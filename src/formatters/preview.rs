// ABOUTME: Preview rendering of a workout as indented, numbered lines
// ABOUTME: Repeat groups get a header line and their children are indented beneath it
//
// SPDX-License-Identifier: MIT OR Apache-2.0
// Copyright (c) 2025 Pierre Fitness Intelligence

use std::fmt::Write as _;

use workout_core::models::{Duration, SimpleStep, Step, Target, Workout};

/// One row of a workout preview
#[derive(Debug, Clone, PartialEq, Eq)]
pub struct PreviewLine {
    /// 0 for top-level steps, 1 for repeat children
    pub depth: usize,
    /// Step label or repeat header
    pub label: String,
    /// Duration text; empty for repeat headers
    pub duration: String,
    /// Target text; empty for repeat headers
    pub target: String,
}

/// Flatten a workout into preview lines
#[must_use]
pub fn preview_lines(workout: &Workout) -> Vec<PreviewLine> {
    let mut lines = Vec::with_capacity(workout.len());
    for step in workout {
        match step {
            Step::Simple(simple) => lines.push(simple_line(simple, 0)),
            Step::Repeat(group) => {
                lines.push(PreviewLine {
                    depth: 0,
                    label: format!("Repeat {}×", group.repeat_count()),
                    duration: String::new(),
                    target: String::new(),
                });
                lines.extend(group.steps().iter().map(|child| simple_line(child, 1)));
            }
        }
    }
    lines
}

/// Render the preview as numbered text, one line per row
#[must_use]
pub fn render_preview(workout: &Workout) -> String {
    let mut out = String::new();
    for (index, line) in preview_lines(workout).iter().enumerate() {
        let indent = "  ".repeat(line.depth);
        if line.duration.is_empty() {
            let _ = writeln!(out, "{indent}{}. {}", index + 1, line.label);
        } else {
            let _ = writeln!(
                out,
                "{indent}{}. {} | {} | {}",
                index + 1,
                line.label,
                line.duration,
                line.target
            );
        }
    }
    out
}

fn simple_line(step: &SimpleStep, depth: usize) -> PreviewLine {
    PreviewLine {
        depth,
        label: step.step_type().label().to_owned(),
        duration: describe_duration(step.duration()),
        target: describe_target(step.target()),
    }
}

/// `5 min`, `1.5 km`, or the open-step hint
#[must_use]
pub fn describe_duration(duration: &Duration) -> String {
    match *duration {
        Duration::Distance { value, unit } => format!("{value} {}", unit.as_str()),
        Duration::Time { value, unit } => format!("{value} {}", unit.as_str()),
        Duration::Open => "Open (press lap to end)".to_owned(),
    }
}

/// `Target: 4:45 - 5:00 per km`, `Target: 150 bpm`, or `No target`
#[must_use]
pub fn describe_target(target: &Target) -> String {
    match target {
        Target::Open => "No target".to_owned(),
        Target::Pace { value, per } => {
            format!("Target: {} per {}", value.render(" - "), per.as_str())
        }
        Target::HeartRate { value } => format!("Target: {} bpm", value.render(" - ")),
        Target::Cadence { value } => format!("Target: {} spm", value.render(" - ")),
    }
}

------------------------------------

> **EXERCISE**
In the material above, please count the lines that hold the word "unit" and answer with only that number.

> **TASK RESULT**
2